Schwarz und Grün machen Schule

Auch die CDU fordert nun die Abschaffung der Hauptschule und schwenkt damit auf die Linie der Grünen ein. Mit dieser Position will die Union in der Bildungspolitik Druck auf den Senat machen. Linkspartei: Es gibt keine Alternative zur Gemeinschaftsschule

VON UWE RADA

Die Berliner CDU bewegt sich in der Bildungspolitik auf die Grünen zu. Bei einer Fraktionsklausur im brandenburgischen Neuruppin vollzogen die Christdemokraten am Wochenende einen Kurswechsel und plädieren für die Abschaffung der Hauptschule. Zur Debatte stehe ein zweigliedriges Schulsystem wie in Hamburg, erläuterte Fraktionschef Friedbert Pflüger am Samstag nach der Klausur. „Wir wollen Bewegung in die Schulpolitik bringen“, betonte Pflüger.

Bereits zu Beginn des Jahres haben die Grünen einen Antrag ins Abgeordnetenhaus eingebracht, demzufolge der rot-rote Senat das sogenannte Hamburger Modell prüfen solle. In der Hansestadt hatte der CDU-Senat angekündigt, ab dem Schuljahr 2009/2010 das dreigliedrige Schulsystem abzuschaffen. Neben den Gymnasien soll es dann nur noch sogenannte Stadtteilschulen geben, in denen ebenfalls das Abitur gemacht werden kann.
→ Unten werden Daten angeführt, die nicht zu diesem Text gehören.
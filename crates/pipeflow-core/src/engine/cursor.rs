//! Cursor de ejecución paso a paso.
//!
//! Proporciona una API ergonómica para avanzar un run step a step
//! (`next_step`) o hasta el final (`run_to_completion`). `run` está
//! construido sobre él.

use std::time::Instant;

use chrono::{DateTime, Utc};
use log::{debug, info, warn};
use uuid::Uuid;

use super::options::{BindingPrecedence, RunOptions};
use crate::errors::{BuildError, RunError, StepError};
use crate::introspect::Inspect;
use crate::path;
use crate::pipeline::{Pipeline, RunSummary};
use crate::step::{Failure, Step, StepOutcome, StepRun, StepStatus};
use crate::validation::OutputSchema;
use crate::value::{Bindings, State, Value};

/// Run en curso sobre una copia de la plantilla.
pub struct StepCursor<'a> {
    options: &'a RunOptions,
    pipeline: Pipeline,
    state: State,
    run_id: Uuid,
    started_at: DateTime<Utc>,
    clock: Instant,
}

impl<'a> StepCursor<'a> {
    /// Valida la plantilla y prepara el estado inicial
    /// (`bindings del pipeline` + `args`, ganan los args).
    pub fn start(template: &Pipeline, args: State, options: &'a RunOptions) -> Result<Self, RunError> {
        template.validate()?;
        if let Some(step) = template.steps.iter().find(|s| s.run.is_some()) {
            return Err(BuildError::NotATemplate { name: step.name.clone(),
                                                  index: step.index.unwrap_or_default() }.into());
        }
        for step in &template.steps {
            if let OutputSchema::Named(name) = &step.schema {
                if !options.schemas.contains(name) {
                    return Err(RunError::UnknownSchema { step: step.name.clone(),
                                                         name: name.clone() });
                }
            }
        }

        let mut state = template.bindings.clone();
        state.extend(args.clone());

        let mut pipeline = template.clone();
        pipeline.args = Some(args);
        pipeline.summary = None;

        let run_id = Uuid::new_v4();
        info!("run {run_id} started: {} steps (async args: {}, precedence: {})",
              pipeline.len(),
              options.allow_async_args,
              options.precedence);

        Ok(Self { options,
                  pipeline,
                  state,
                  run_id,
                  started_at: Utc::now(),
                  clock: Instant::now() })
    }

    pub fn run_id(&self) -> Uuid {
        self.run_id
    }

    /// Estado compartido actual.
    pub fn state(&self) -> &State {
        &self.state
    }

    pub fn is_finished(&self) -> bool {
        self.next_position().is_none()
    }

    /// Índice del próximo step pendiente; `None` tras un fallo o al terminar.
    fn next_position(&self) -> Option<usize> {
        if self.pipeline.steps.iter().any(Inspect::is_failed) {
            return None;
        }
        self.pipeline.steps.iter().position(|s| s.run.is_none())
    }

    /// Ejecuta el siguiente step pendiente y devuelve su estado final.
    pub fn next_step(&mut self) -> Option<StepStatus> {
        let position = self.next_position()?;
        let step = &self.pipeline.steps[position];

        merge_bindings(&mut self.state, &step.bindings, self.options.precedence);
        debug!("step '{}' (#{position}) started", step.name);

        let mut run = match resolve_args(&self.state, step, self.options.allow_async_args) {
            Ok(args) => step.execute(args, &self.options.schemas),
            Err((resolved_args, error)) => {
                StepRun { resolved_args,
                          elapsed_ms: 0.0,
                          outcome: StepOutcome::Failure(Failure::Exception { error }) }
            }
        };

        let written = match (&run.outcome, &step.output) {
            (StepOutcome::Success(value), Some(output)) => Some(path::set(&self.state, output, value.clone())),
            _ => None,
        };
        match written {
            Some(Ok(next)) => self.state = next,
            Some(Err(e)) => run.outcome = StepOutcome::Failure(Failure::Exception { error: StepError::wrap(e) }),
            None => {}
        }

        match run.outcome.failure() {
            None => debug!("step '{}' (#{position}) finished in {:.3} ms", step.name, run.elapsed_ms),
            Some(failure) => warn!("step '{}' (#{position}) failed ({}): {}",
                                   step.name,
                                   failure.reason().as_str(),
                                   failure.message()),
        }

        let status = run.status();
        self.pipeline.steps[position].run = Some(run);
        Some(status)
    }

    /// Ejecuta steps hasta terminar o hasta el primer fallo.
    pub fn run_to_completion(&mut self) {
        while self.next_step().is_some() {}
    }

    /// Completa el run (si quedaba algo) y devuelve el pipeline terminado con
    /// su resumen.
    pub fn finish(mut self) -> Pipeline {
        self.run_to_completion();

        let last_step = self.pipeline.steps.iter().rposition(|s| s.run.is_some());
        let outcome = last_step.and_then(|i| self.pipeline.steps[i].run.as_ref())
                               .map(|r| r.outcome.clone());
        let status = if self.pipeline.steps.iter().any(Inspect::is_failed) {
            StepStatus::Failed
        } else {
            StepStatus::Successful
        };
        let elapsed_ms = self.clock.elapsed().as_secs_f64() * 1000.0;

        info!("run {} finished: {status} in {elapsed_ms:.3} ms", self.run_id);

        self.pipeline.summary = Some(RunSummary { run_id: self.run_id,
                                                  started_at: self.started_at,
                                                  elapsed_ms,
                                                  status,
                                                  last_step,
                                                  outcome,
                                                  final_state: self.state });
        self.pipeline
    }
}

fn merge_bindings(state: &mut State, bindings: &Bindings, precedence: BindingPrecedence) {
    match precedence {
        BindingPrecedence::StepBindingsWin => {
            for (k, v) in bindings {
                state.insert(k.clone(), v.clone());
            }
        }
        BindingPrecedence::ArgsWin => {
            for (k, v) in bindings {
                state.entry(k.clone()).or_insert_with(|| v.clone());
            }
        }
    }
}

/// Resuelve los input paths en orden. Un path ausente se pasa como null.
/// Si un diferido esperado falla, devuelve los args resueltos hasta ese punto.
fn resolve_args(state: &State, step: &Step, await_deferred: bool) -> Result<Vec<Value>, (Vec<Value>, StepError)> {
    let mut args = Vec::with_capacity(step.inputs.len());
    for input in &step.inputs {
        match path::get(state, input, await_deferred) {
            Ok(value) => args.push(value.unwrap_or_else(Value::null)),
            Err(error) => return Err((args, error)),
        }
    }
    Ok(args)
}
use std::fmt;

use serde::{Deserialize, Serialize};

/// Estado de un Step (o agregado de un Pipeline).
///
/// Las transiciones válidas son:
/// - `NotStarted` -> `Successful`
/// - `NotStarted` -> `Failed`
///
/// Ambos estados finales son terminales: no hay reintentos ni reversión.
#[derive(Debug, Clone, Copy, PartialEq, Eq, Hash, Serialize, Deserialize)]
#[serde(rename_all = "kebab-case")]
pub enum StepStatus {
    /// Aún no se ha ejecutado en este run.
    NotStarted,
    /// La función devolvió un valor y, si había esquema, éste lo aceptó.
    Successful,
    /// La función falló o su resultado no pasó la validación.
    Failed,
}

impl StepStatus {
    pub fn as_str(&self) -> &'static str {
        match self {
            StepStatus::NotStarted => "not-started",
            StepStatus::Successful => "successful",
            StepStatus::Failed => "failed",
        }
    }

    pub fn is_terminal(&self) -> bool {
        !matches!(self, StepStatus::NotStarted)
    }
}

impl fmt::Display for StepStatus {
    fn fmt(&self, f: &mut fmt::Formatter<'_>) -> fmt::Result {
        f.write_str(self.as_str())
    }
}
Hervorgegangen ist das Modell aus einer Enquetekommission „Konsequenzen der neuen Pisa-Studie für Hamburgs Schulentwicklung“. Auch die SPD stimmte dort dem Modell zu.

Kein Wunder, dass sich die grüne Fraktionschefin Franziska Eichstädt-Bohlig gestern über den Sinneswandel der CDU erfreut zeigte. „Wir vernehmen mit Interesse, dass die Berliner CDU sich dieses Themas annimmt“, sagte Eichstädt-Bohlig der taz. Allerdings müsse auch darüber nachgedacht werden, was sich am Gymnasium ändern müsse. Wie es mit dem Berliner Schulsystem weitergehen soll, wollen die Grünen Anfang Juli bei einem Workshop mit Berliner Hauptschuldirektoren beraten.

Für die Grünen und CDU-Fraktionschef Pflüger ergibt sich nach dem Kurswechsel der Christdemokraten die Möglichkeit, den Senat vor allem bildungspolitisch unter Druck zu setzen. Einen Vorgeschmack darauf gab Pflüger bereits am Wochenende. Das Berliner Schulsystem sei „krisengeschüttelt“. Vom Senat komme viel zu wenig. Pflüger kündigte an, in den kommenden zwei Jahren einen „Masterplan Bildung“ erarbeiten zu wollen. Unterstützung bekam er dabei von Dieter Lenzen, dem Präsidenten der Freien Universität. Der hatte sich als Gast der CDU-Klausur ebenfalls für das zweigliedrige Schulsystem starkgemacht.

Zurückhaltend reagierten gestern Politiker der Senatskoalition auf den Sinneswandel der CDU. „Dass die CDU endlich begreift, dass die Hauptschule eine Restschule ist, muss man anerkennen“, meinte Linkspartei-Faktionssprecherin Kathi Seefeld. Gleichwohl sei das Hamburger Modell keine Alternative zur „Gemeinschaftsschule“, wie sie der rot-rote Senat in einem Modellprojekt erprobt. Anders als Hamburg setzt Berlin nicht auf die Zweigliedrigkeit des Schulsystems, sondern will Schüler möglichst lange gemeinsam lernen lassen. Seefeld forderte die Berliner CDU deshalb auf, „nicht auf halbem Wege stehen zu bleiben und sich vorbehaltlos mit der Gemeinschaftsschule zu beschäftigen“.